Feds Ask Ninth Circuit to Approve Arctic Drilling Plan
PORTLAND, Ore. (CN) – Alaska’s icy northern seas are melting, with this year marking the third lowest on record for Arctic sea ice.
Meanwhile, the government asked a Ninth Circuit panel Tuesday to allow it to open those warming waters to more drilling, claiming oil and gas projects in the U.S. will reduce the greenhouse gas emissions that cause climate change.
The Bureau of Ocean Energy Management issued a permit in October 2018 allowing Hilcorp Alaska to build a nine-acre artificial island in the Beaufort Sea, off the northeast coast of Alaska.
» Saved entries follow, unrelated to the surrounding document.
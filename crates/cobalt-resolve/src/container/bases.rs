//! Base list resolution for `DefineType`.

use crate::container::ContainerShape;
use crate::context::CompilationContext;
use crate::error::{Failure, ResolutionError, ResolveResult};
use crate::registry::{INTEGRAL_TYPES, MULTICAST_DELEGATE, OBJECT, VALUE_TYPE};
use crate::resolver::resolve_type;
use crate::types::{ContainerId, TypeId};

#[derive(Debug, Clone, Default, PartialEq, Eq)]
pub(crate) struct ResolvedBases {
    pub base: Option<TypeId>,
    /// Transitive, de-duplicated, in declaration order.
    pub interfaces: Vec<TypeId>,
    pub underlying: Option<TypeId>,
}

/// Resolves the base class and interface list of a container.
///
/// A class takes the first entry as its base class when it is not an
/// interface; everything after that, and everything a struct or an
/// interface lists, must be an interface. Sealed types cannot be derived
/// from.
pub(crate) fn resolve_bases(ctx: &mut CompilationContext<'_>, id: ContainerId) -> ResolveResult<ResolvedBases> {
    let container = ctx.container(id);
    let shape = container.shape.clone();
    let names = container.base_names.clone();
    let full_name = container.full_name.clone();
    let location = container.location;

    let mut resolved = ResolvedBases::default();
    let mut first_interface = 0;

    match &shape {
        ContainerShape::Root => return Err(Failure::Invalid),
        ContainerShape::Class => {
            if let Some(first) = names.first() {
                let ty = resolve_type(ctx, id, first, location)?;
                if !ctx.registry.get(ty).is_interface() {
                    check_not_sealed(ctx, &full_name, ty, location)?;
                    resolved.base = Some(ty);
                    first_interface = 1;
                }
            }
            if resolved.base.is_none() && full_name != OBJECT {
                resolved.base = ctx.registry.lookup(OBJECT);
            }
        }
        ContainerShape::Struct => resolved.base = ctx.registry.lookup(VALUE_TYPE),
        ContainerShape::Interface => {}
        ContainerShape::Enum { underlying } => {
            resolved.base = ctx.registry.lookup(crate::registry::ENUM);
            let ty = resolve_type(ctx, id, underlying, location)?;
            if !INTEGRAL_TYPES.contains(&ctx.registry.name(ty)) {
                ctx.error(location, ResolutionError::InvalidEnumUnderlyingType);
                return Err(Failure::Invalid);
            }
            resolved.underlying = Some(ty);
        }
        ContainerShape::Delegate { .. } => resolved.base = ctx.registry.lookup(MULTICAST_DELEGATE),
    }

    for name in names.iter().skip(first_interface) {
        let ty = resolve_type(ctx, id, name, location)?;
        if !ctx.registry.get(ty).is_interface() {
            ctx.error(
                location,
                ResolutionError::NotAnInterface {
                    kind: shape.keyword().to_string(),
                    name: full_name.clone(),
                    base: ctx.registry.name(ty).to_string(),
                },
            );
            return Err(Failure::Invalid);
        }
        let inherited = ctx.registry.get(ty).interfaces.clone();
        for iface in std::iter::once(ty).chain(inherited) {
            if !resolved.interfaces.contains(&iface) {
                resolved.interfaces.push(iface);
            }
        }
    }
    Ok(resolved)
}

fn check_not_sealed(ctx: &mut CompilationContext<'_>, full_name: &str, base: TypeId, location: cobalt_source::Location) -> ResolveResult<()> {
    let entry = ctx.registry.get(base);
    if !entry.is_sealed() {
        return Ok(());
    }
    let detail = if entry.is_value_type() { " (value types are implicitly sealed)" } else { "" };
    let error = ResolutionError::SealedBase {
        name: full_name.to_string(),
        base: entry.full_name.clone(),
        detail: detail.to_string(),
    };
    ctx.error(location, error);
    Err(Failure::Invalid)
}
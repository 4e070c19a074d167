use std::path::PathBuf;

use miette::Diagnostic;
use thiserror::Error;

/// Errors that can occur while loading the compiler configuration.
#[derive(Debug, Error, Diagnostic)]
pub enum ConfigError {
    /// The configuration file could not be read
    #[error("Error reading compiler configuration {path}: {source}")]
    #[diagnostic(
        code("CONFIG-001"),
        help("Check file permissions and ensure the file exists")
    )]
    Read {
        path: PathBuf,
        #[source]
        source: std::io::Error,
    },

    /// The configuration file is not valid TOML or has the wrong shape
    #[error("Invalid compiler configuration: {0}")]
    #[diagnostic(
        code("CONFIG-002"),
        help("Check your cobalt.toml syntax against the documented sections")
    )]
    Parse(String),

    /// A setting is present but out of range
    #[error("Invalid value for `{key}`: {message}")]
    #[diagnostic(code("CONFIG-003"))]
    InvalidValue { key: String, message: String },
}
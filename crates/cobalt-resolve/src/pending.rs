//! Interface and abstract-base obligations of one type.
//!
//! The table lists every method a type must supply: all methods of every
//! interface it implements, plus the abstract methods it inherits from an
//! abstract base. Member definers match against it as they go; whatever is
//! left when the type is emitted is reported as unimplemented.

use fxhash::FxHashSet;

use crate::error::ResolutionError;
use crate::registry::TypeRegistry;
use crate::types::{MemberId, MemberKind, TypeId};

#[derive(Debug, Clone, PartialEq, Eq)]
pub struct PendingSlot {
    /// The declaration still waiting for an implementation; `None` once
    /// matched.
    pub method: Option<MemberId>,
    pub name: String,
    pub return_type: TypeId,
    pub parameters: Vec<TypeId>,
    /// A candidate with this signature was seen, even if it could not
    /// satisfy the slot.
    pub found: bool,
}

#[derive(Debug, Clone, PartialEq, Eq)]
pub struct PendingEntry {
    pub source: TypeId,
    pub is_interface: bool,
    pub slots: Vec<PendingSlot>,
}

/// A slot a candidate matched.
#[derive(Debug, Clone, Copy, PartialEq, Eq)]
pub struct PendingMatch {
    pub declaration: MemberId,
    pub from_interface: bool,
}

/// A method being checked against the table.
#[derive(Debug, Clone, Copy)]
pub struct Candidate<'a> {
    pub name: &'a str,
    pub return_type: TypeId,
    pub parameters: &'a [TypeId],
    pub is_override: bool,
}

#[derive(Debug, Clone, Default, PartialEq, Eq)]
pub struct PendingImplementationTable {
    entries: Vec<PendingEntry>,
}

impl PendingImplementationTable {
    /// Builds the table for a class or struct.
    ///
    /// # Arguments
    ///
    /// * `interfaces`: the type's transitive interface set.
    /// * `base`: the resolved base class, if any.
    /// * `is_abstract`: abstract types pass inherited abstract methods on
    ///   instead of owing them.
    pub fn build(registry: &TypeRegistry, interfaces: &[TypeId], base: Option<TypeId>, is_abstract: bool) -> Self {
        let mut entries = vec![];

        for &iface in interfaces {
            let slots = registry
                .get(iface)
                .members
                .iter()
                .map(|m| (*m, registry.member(*m)))
                .filter(|(_, e)| e.kind == MemberKind::Method)
                .map(|(id, e)| {
                    let inherited = base.map_or(false, |b| base_implements(registry, b, &e.name, e.member_type, &e.parameters));
                    PendingSlot {
                        method: if inherited { None } else { Some(id) },
                        name: e.name.clone(),
                        return_type: e.member_type,
                        parameters: e.parameters.clone(),
                        found: inherited,
                    }
                })
                .collect();
            entries.push(PendingEntry { source: iface, is_interface: true, slots });
        }

        if let Some(base) = base.filter(|b| registry.get(*b).is_abstract() && !is_abstract) {
            let slots: Vec<_> = effective_abstract_methods(registry, base)
                .into_iter()
                .map(|id| {
                    let e = registry.member(id);
                    PendingSlot {
                        method: Some(id),
                        name: e.name.clone(),
                        return_type: e.member_type,
                        parameters: e.parameters.clone(),
                        found: false,
                    }
                })
                .collect();
            if !slots.is_empty() {
                entries.push(PendingEntry { source: base, is_interface: false, slots });
            }
        }

        Self { entries }
    }

    pub fn is_empty(&self) -> bool {
        self.entries.is_empty()
    }

    pub fn entries(&self) -> &[PendingEntry] {
        &self.entries
    }

    /// Looks for an open slot matching `candidate`.
    ///
    /// With `source` set only that entry is searched. Matching slots get
    /// their `found` flag set; with `clear` the first match is also closed
    /// and returned. Abstract-base slots only accept overrides.
    pub fn find(&mut self, source: Option<TypeId>, candidate: Candidate<'_>, clear: bool) -> Option<PendingMatch> {
        for entry in self.entries.iter_mut() {
            if source.map_or(false, |s| s != entry.source) {
                continue;
            }
            if !entry.is_interface && !candidate.is_override {
                continue;
            }
            for slot in entry.slots.iter_mut() {
                let Some(declaration) = slot.method else { continue };
                let same_parameters = slot.parameters == candidate.parameters;
                if slot.name != candidate.name || slot.return_type != candidate.return_type || !same_parameters {
                    continue;
                }
                slot.found = true;
                if clear {
                    slot.method = None;
                    return Some(PendingMatch { declaration, from_interface: entry.is_interface });
                }
            }
            if source.is_some() {
                break;
            }
        }
        None
    }

    /// Whether `source` still has an open slot `candidate` would fill.
    pub fn has_slot(&self, source: TypeId, candidate: Candidate<'_>) -> bool {
        self.entries.iter().filter(|e| e.source == source).any(|e| {
            e.slots.iter().any(|slot| {
                slot.method.is_some()
                    && slot.name == candidate.name
                    && slot.return_type == candidate.return_type
                    && slot.parameters == candidate.parameters
            })
        })
    }

    /// Closes the abstract-base slot an override implements, whatever its
    /// access. Interface slots are left alone.
    pub fn find_abstract(&mut self, candidate: Candidate<'_>) -> Option<PendingMatch> {
        let sources: Vec<TypeId> = self.entries.iter().filter(|e| !e.is_interface).map(|e| e.source).collect();
        sources.into_iter().find_map(|s| self.find(Some(s), candidate, true))
    }

    /// Reports every slot nobody implemented.
    pub fn verify_all_satisfied(&self, registry: &TypeRegistry, type_name: &str) -> Vec<ResolutionError> {
        let mut errors = vec![];
        for entry in &self.entries {
            for slot in &entry.slots {
                let Some(method) = slot.method else { continue };
                let member = registry.member_display(method);
                if entry.is_interface {
                    let extra = if slot.found { ".  (method might be private or static)" } else { "" };
                    errors.push(ResolutionError::InterfaceMemberNotImplemented {
                        name: type_name.to_string(),
                        member,
                        extra: extra.to_string(),
                    });
                } else {
                    errors.push(ResolutionError::AbstractMemberNotImplemented {
                        name: type_name.to_string(),
                        member,
                    });
                }
            }
        }
        errors
    }
}

/// Whether `base` or one of its ancestors already has a public instance
/// method with this signature.
fn base_implements(registry: &TypeRegistry, base: TypeId, name: &str, return_type: TypeId, parameters: &[TypeId]) -> bool {
    std::iter::once(base).chain(registry.base_chain(base)).any(|t| {
        registry.get(t).members.iter().any(|m| {
            let e = registry.member(*m);
            e.kind == MemberKind::Method
                && e.attributes.contains(crate::types::MemberAttributes::PUBLIC)
                && !e.is_static()
                && !e.is_abstract()
                && e.name == name
                && e.member_type == return_type
                && e.parameters == parameters
        })
    })
}

/// Abstract methods still open at `base`: walking from `base` upward, a
/// signature is settled by the most derived declaration of it.
fn effective_abstract_methods(registry: &TypeRegistry, base: TypeId) -> Vec<MemberId> {
    let mut seen: FxHashSet<(&str, TypeId, &[TypeId])> = FxHashSet::default();
    let mut open = vec![];
    for t in std::iter::once(base).chain(registry.base_chain(base)) {
        for &m in &registry.get(t).members {
            let e = registry.member(m);
            if e.kind != MemberKind::Method || e.is_static() {
                continue;
            }
            if !seen.insert((e.name.as_str(), e.member_type, e.parameters.as_slice())) {
                continue;
            }
            if e.is_abstract() {
                open.push(m);
            }
        }
    }
    open
}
There, Hilcorp’s Liberty project would drill oil wells, build a production facility and construct an undersea pipeline to move an estimated 120 million barrels of oil over the next 25 years.
The Beaufort Sea hovered at 4 degrees Celsius above average this year, according to data from the National Snow & Ice Data Center.
Environmental groups challenged the permit in December, claiming the Trump administration skirted the law to approve the project.
In court filings, the government claimed that drilling for oil in one of North America’s most pristine natural reserves would be good for the environment, and rejecting the project would force consumers to buy imported oil from countries with weaker environmental protections than those imposed by the United States.
Justice Department attorney James Maysonett repeated that argument Tuesday for a three-judge panel of the Ninth Circuit at the Pioneer Courthouse in Portland, Oregon.
“It may be counterintuitive, but that doesn’t mean it’s irrational to say that if we don’t develop oil and gas resources in this country and we choose instead to rely on foreign and imported oil, we can stick our head in the sand and say that has no environmental effects,” Maysonett told the judges, all of whom were appointed by Democratic presidents.
Earthjustice attorney Rebecca Noblin, arguing for five environmental groups, said that line of reasoning ignores the bureau’s own prior analysis showing that one source of oil, if removed from the market, is not neatly replaced by the same volume of oil from another source.